The benefits are as follows:

  1. Creates six copies of your data, distributed across multiple locations and continuously backed up to AWS S3.
  2. Data replication accross multiple regions for fast local performance as well as disaster scenarios.
  3. Automatic scaling as your application grows

1.3 Automated Maintenance and Patching

AWS RDS enables the monitoring of the data in real time. These data can be viewed in the console, as well as managing which specific data to monitor and customize the dashboard according to your requirements.

Monitoring can be done either through Enhanced Monitoring or CloudWatch

RDS delivers the metrics from Enhanced Monitoring into your Amazon CloudWatch Logs account. You can create metrics filters in CloudWatch from CloudWatch Logs and display the graphs on the CloudWatch dashboard. You can consume the Enhanced Monitoring JSON output from CloudWatch Logs in a monitoring system of your choice. For more information, see Enhanced Monitoring in the Amazon RDS FAQs.

1.3 Working with Aurora

As I’ve mentioned before, the differences between the average workflow of using traditional DB(MySQL) and Aurora for developing CRUD apis are almost non-existent.

However, while using Aurora, I’ve come to the conclusion that comparing it to MySQL is a bit unfair.
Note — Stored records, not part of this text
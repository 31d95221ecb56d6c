pub mod middleware;
pub mod registry;

use axum::{
    http::StatusCode,
    response::{IntoResponse, Response},
};
use prometheus::{Encoder, TextEncoder};

/// Handler for the /metrics endpoint
/// Returns metrics in Prometheus exposition format
pub async fn metrics_handler() -> Response {
    let encoder = TextEncoder::new();
    let metric_families = prometheus::gather();

    let mut buffer = Vec::new();
    if let Err(e) = encoder.encode(&metric_families, &mut buffer) {
        tracing::error!("Failed to encode metrics: {}", e);
        return StatusCode::INTERNAL_SERVER_ERROR.into_response();
    }

    let body = String::from_utf8(buffer).unwrap_or_default();
    (
        StatusCode::OK,
        [("Content-Type", encoder.format_type().to_string())],
        body,
    )
        .into_response()
}

pub use registry::{ERROR_RESPONSES_TOTAL, HTTP_REQUESTS_TOTAL, HTTP_REQUEST_DURATION_SECONDS};
use super::error::Error;
use super::failure::Failure;
use super::list::Errors;
use super::map::ErrorMap;
use super::response::ErrorResponse;

/// Read-only view shared by the list and map containers, so one response-building
/// path serves both single-error and batch failures.
pub trait ErrorContainer {
    /// HTTP status code reported with this container.
    fn code(&self) -> u16;

    /// The stored errors. Order follows insertion for [`Errors`] and entity key
    /// order for [`ErrorMap`].
    fn errors(&self) -> Vec<&Error>;

    fn error_count(&self) -> usize {
        self.errors().len()
    }

    /// `false` means the container must not be treated as a failure signal.
    fn has_errors(&self) -> bool {
        self.error_count() > 0
    }

    /// Response with a copy of this container as body and `code` as status.
    fn to_response(&self) -> ErrorResponse
    where
        Self: Clone + Into<Entity>,
    {
        ErrorResponse::new(self.code(), Some(self.clone().into()))
    }

    /// Consume the container into a failure that can be returned with `?`.
    fn into_failure(self) -> Failure
    where
        Self: Sized + Into<Entity>,
    {
        let code = self.code();
        ErrorResponse::new(code, Some(self.into())).into()
    }
}

/// Body carried by an [`ErrorResponse`].
#[derive(Debug, Clone, PartialEq, Eq)]
pub enum Entity {
    Errors(Errors),
    ErrorMap(ErrorMap),
    Error(Error),
}

impl Entity {
    /// Root element name used by both wire formats' documentation and by XML.
    pub fn root_name(&self) -> &'static str {
        match self {
            Self::Errors(_) => "errors",
            Self::ErrorMap(_) => "errorMap",
            Self::Error(_) => "error",
        }
    }
}

impl From<Errors> for Entity {
    fn from(errors: Errors) -> Self {
        Self::Errors(errors)
    }
}

impl From<ErrorMap> for Entity {
    fn from(map: ErrorMap) -> Self {
        Self::ErrorMap(map)
    }
}

impl From<Error> for Entity {
    fn from(error: Error) -> Self {
        Self::Error(error)
    }
}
While Aurora does have a much more optimized storage subsytem, the main draw of using it instead of MySQL alone is the automated monitoring and patching. Which is a service provided by AWS and should not be looked at as a con when deciding to use Aurora + MySQL or just MySQL.

Just to be clear, I’m not making light of the optimized sub system, it’s definitely a plus and even a must have on certain scenarios such as scaling one’s application to a targeted degree.

However, optimization is also possible with MySQL, using the AWS console to monitor connections and and view SQL performance has helped tremendously in terms of debugging the optimizing our apis.


2 AWS SES


2.1 What is SES?

AWS SES is a service in AWS that allows your app to send and recieve emails with your own designated emails or domains.

For example, you can send marketing emails such as special offers, transactional emails such as order confirmations, and other types of correspondence such as newsletters. When you use Amazon SES to receive mail, you can develop software solutions such as email autoresponders, email unsubscribe systems, and applications that generate customer support tickets from incoming emails.

While in development, AWS SES is in sandbox mode, meaning it can only send and recieve emails from verified identities.

2.2 Verified Identities

A verified identity is/are emails or domains you’ve registered in AWS SES via the AWS console in order to send emails.

2.3 Benefits

Traditionally, building large scale email solutions is complex and costs a lot of money. Dealing with challenges in maintaining the email server, network cconfigurations and IP address reputation. As is often the main draw of these AWS services, these problems are handled swimmingly by the platform, allowing crutial configurations to be set appropriately with but a click of a button.

2.4 Working with SES

Overall working with SES was failry simple. I merely had to download the typescript api, setup the aws cli, verify an identity(in my case was an email) and was able to start fairly quickly.